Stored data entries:
========

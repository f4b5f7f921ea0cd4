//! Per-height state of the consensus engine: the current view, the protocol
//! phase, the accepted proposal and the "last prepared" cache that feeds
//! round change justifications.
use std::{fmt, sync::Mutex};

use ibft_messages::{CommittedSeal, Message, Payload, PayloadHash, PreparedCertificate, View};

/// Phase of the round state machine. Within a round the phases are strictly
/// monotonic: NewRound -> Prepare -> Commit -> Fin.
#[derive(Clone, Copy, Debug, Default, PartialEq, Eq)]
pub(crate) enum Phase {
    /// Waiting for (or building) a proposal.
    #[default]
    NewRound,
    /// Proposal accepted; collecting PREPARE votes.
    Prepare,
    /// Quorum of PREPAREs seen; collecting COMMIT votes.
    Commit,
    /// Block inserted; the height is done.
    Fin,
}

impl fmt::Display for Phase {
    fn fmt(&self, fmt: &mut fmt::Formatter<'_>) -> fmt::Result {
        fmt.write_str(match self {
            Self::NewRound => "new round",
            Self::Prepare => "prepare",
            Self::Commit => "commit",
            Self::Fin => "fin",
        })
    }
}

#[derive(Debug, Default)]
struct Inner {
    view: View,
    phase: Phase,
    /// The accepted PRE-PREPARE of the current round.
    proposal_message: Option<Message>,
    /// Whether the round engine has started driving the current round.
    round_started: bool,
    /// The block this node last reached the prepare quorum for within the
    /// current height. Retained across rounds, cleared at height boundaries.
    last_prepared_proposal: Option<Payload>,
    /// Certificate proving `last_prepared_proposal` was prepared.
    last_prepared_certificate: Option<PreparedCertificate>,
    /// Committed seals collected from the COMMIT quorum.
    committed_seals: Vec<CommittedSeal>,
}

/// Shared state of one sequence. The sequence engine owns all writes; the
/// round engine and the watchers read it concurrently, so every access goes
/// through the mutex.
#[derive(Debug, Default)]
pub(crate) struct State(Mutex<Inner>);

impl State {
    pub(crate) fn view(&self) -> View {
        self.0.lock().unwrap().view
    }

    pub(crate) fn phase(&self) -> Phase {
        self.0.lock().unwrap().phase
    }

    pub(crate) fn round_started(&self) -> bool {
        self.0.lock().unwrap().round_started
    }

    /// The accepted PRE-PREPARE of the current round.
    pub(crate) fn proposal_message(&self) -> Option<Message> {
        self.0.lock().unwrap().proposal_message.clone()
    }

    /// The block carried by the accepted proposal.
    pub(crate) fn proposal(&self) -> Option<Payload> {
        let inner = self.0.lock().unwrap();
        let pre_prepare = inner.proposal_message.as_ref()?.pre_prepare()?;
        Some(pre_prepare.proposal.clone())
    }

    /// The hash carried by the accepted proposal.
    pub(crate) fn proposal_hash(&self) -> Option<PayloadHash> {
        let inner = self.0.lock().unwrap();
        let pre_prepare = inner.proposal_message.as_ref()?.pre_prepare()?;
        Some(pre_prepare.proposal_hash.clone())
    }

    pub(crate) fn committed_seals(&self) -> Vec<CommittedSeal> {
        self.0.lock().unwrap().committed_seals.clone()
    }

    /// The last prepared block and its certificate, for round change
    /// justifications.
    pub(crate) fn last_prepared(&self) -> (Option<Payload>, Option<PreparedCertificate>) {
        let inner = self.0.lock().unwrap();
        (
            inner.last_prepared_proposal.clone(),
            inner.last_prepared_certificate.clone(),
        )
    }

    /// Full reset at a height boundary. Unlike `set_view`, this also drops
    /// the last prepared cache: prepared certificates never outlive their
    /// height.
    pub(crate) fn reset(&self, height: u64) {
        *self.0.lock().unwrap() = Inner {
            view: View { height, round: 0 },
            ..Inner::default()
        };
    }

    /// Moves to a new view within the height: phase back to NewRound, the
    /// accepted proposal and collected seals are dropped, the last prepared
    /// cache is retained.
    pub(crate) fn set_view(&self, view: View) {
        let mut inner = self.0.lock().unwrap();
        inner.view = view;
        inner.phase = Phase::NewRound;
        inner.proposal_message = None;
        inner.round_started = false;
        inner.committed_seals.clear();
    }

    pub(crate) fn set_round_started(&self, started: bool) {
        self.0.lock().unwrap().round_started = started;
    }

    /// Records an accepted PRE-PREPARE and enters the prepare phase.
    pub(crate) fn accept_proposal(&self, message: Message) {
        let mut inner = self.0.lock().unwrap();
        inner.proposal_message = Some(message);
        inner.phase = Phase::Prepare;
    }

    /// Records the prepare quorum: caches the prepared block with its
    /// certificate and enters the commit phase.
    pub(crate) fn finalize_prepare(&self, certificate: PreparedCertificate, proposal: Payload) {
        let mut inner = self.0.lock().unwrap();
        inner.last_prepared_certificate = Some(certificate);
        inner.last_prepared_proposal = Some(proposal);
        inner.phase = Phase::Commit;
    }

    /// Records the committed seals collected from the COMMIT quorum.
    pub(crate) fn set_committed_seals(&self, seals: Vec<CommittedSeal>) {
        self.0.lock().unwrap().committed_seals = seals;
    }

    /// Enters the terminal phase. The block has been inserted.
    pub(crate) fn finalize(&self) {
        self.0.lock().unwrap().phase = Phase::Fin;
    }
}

========

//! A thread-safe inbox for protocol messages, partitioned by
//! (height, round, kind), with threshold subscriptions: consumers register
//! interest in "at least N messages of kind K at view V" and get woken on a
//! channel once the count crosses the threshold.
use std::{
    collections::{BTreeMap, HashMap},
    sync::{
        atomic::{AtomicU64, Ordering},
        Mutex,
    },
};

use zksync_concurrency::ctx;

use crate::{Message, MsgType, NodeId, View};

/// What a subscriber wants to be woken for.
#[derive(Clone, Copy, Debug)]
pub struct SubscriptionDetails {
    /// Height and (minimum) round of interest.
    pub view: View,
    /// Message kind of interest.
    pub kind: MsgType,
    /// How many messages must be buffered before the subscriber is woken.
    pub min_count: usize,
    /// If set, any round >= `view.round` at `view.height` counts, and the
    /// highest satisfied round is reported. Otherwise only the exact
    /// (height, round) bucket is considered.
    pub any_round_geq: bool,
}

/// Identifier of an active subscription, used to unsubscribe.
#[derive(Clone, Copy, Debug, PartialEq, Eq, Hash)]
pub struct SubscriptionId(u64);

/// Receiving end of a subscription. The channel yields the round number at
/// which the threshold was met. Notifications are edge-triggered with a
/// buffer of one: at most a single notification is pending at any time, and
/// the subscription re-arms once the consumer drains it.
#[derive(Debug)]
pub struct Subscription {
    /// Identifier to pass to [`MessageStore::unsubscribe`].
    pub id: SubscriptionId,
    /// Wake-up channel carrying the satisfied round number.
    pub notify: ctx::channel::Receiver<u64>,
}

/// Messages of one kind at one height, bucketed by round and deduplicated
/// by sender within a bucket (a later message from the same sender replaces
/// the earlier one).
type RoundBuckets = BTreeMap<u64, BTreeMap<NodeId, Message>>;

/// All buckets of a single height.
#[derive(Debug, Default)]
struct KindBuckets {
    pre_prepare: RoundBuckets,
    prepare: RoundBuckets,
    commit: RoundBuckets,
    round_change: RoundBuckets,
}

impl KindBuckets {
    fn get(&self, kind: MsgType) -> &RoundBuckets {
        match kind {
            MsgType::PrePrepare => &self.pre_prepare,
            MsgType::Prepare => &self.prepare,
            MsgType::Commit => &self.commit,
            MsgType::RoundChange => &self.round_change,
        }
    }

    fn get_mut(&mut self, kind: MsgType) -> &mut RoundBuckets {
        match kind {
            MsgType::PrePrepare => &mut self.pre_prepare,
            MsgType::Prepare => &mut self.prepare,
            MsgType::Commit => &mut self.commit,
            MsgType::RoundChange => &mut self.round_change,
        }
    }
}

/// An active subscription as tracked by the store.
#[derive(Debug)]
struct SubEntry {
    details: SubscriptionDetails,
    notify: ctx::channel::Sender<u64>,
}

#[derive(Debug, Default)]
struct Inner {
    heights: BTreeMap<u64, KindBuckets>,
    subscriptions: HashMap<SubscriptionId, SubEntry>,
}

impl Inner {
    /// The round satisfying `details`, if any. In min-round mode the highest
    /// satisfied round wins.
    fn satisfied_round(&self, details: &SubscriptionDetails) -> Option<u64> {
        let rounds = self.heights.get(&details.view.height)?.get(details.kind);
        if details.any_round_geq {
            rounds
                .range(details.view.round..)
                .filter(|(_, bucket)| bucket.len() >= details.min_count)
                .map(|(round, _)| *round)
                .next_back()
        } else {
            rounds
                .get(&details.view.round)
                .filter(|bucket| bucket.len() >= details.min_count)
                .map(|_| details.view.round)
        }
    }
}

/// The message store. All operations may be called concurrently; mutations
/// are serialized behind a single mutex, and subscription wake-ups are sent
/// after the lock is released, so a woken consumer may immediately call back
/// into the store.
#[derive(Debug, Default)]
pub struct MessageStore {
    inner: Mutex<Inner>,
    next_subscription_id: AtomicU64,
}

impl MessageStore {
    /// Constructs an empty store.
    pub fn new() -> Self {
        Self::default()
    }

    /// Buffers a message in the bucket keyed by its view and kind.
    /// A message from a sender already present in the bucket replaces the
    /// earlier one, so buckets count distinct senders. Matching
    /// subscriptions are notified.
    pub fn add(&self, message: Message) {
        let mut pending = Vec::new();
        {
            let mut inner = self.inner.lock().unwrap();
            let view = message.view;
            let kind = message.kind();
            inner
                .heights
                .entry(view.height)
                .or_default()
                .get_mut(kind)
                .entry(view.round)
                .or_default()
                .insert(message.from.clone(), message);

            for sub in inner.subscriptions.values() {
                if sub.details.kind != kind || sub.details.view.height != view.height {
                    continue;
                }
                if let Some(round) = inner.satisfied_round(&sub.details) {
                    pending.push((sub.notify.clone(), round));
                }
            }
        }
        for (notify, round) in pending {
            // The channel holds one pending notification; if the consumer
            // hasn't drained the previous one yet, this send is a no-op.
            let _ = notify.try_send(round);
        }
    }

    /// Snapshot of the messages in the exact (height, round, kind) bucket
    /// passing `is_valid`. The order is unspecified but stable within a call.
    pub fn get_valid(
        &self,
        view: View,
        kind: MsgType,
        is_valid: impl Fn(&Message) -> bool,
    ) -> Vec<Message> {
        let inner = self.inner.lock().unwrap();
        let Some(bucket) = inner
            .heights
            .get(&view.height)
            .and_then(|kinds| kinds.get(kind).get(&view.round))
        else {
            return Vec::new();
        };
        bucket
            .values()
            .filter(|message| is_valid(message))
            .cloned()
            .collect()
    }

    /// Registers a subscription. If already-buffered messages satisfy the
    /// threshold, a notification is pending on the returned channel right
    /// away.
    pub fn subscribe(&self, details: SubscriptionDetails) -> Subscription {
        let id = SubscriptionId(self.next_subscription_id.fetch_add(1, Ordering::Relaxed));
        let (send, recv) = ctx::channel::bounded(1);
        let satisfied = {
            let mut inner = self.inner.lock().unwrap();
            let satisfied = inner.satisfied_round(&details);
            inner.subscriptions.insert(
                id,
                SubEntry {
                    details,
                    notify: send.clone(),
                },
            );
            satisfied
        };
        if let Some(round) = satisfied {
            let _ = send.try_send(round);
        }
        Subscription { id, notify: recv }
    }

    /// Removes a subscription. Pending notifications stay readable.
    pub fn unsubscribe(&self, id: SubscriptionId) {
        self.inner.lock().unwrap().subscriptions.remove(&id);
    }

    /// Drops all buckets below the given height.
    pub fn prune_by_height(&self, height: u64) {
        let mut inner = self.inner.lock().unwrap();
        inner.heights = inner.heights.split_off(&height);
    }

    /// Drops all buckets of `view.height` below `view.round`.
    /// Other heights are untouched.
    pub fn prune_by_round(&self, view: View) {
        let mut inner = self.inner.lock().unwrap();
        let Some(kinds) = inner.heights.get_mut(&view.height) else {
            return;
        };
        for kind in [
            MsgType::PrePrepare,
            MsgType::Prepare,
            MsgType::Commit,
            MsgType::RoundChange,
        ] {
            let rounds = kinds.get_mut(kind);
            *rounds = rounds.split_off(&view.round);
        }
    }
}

========

Pull out all lines from the entries above that include the word "PreparedCertificate".

use ibft_messages::{CommittedSeal, Message, Payload, PayloadHash, PreparedCertificate, View};
    last_prepared_certificate: Option<PreparedCertificate>,
    pub(crate) fn last_prepared(&self) -> (Option<Payload>, Option<PreparedCertificate>) {
    pub(crate) fn finalize_prepare(&self, certificate: PreparedCertificate, proposal: Payload) {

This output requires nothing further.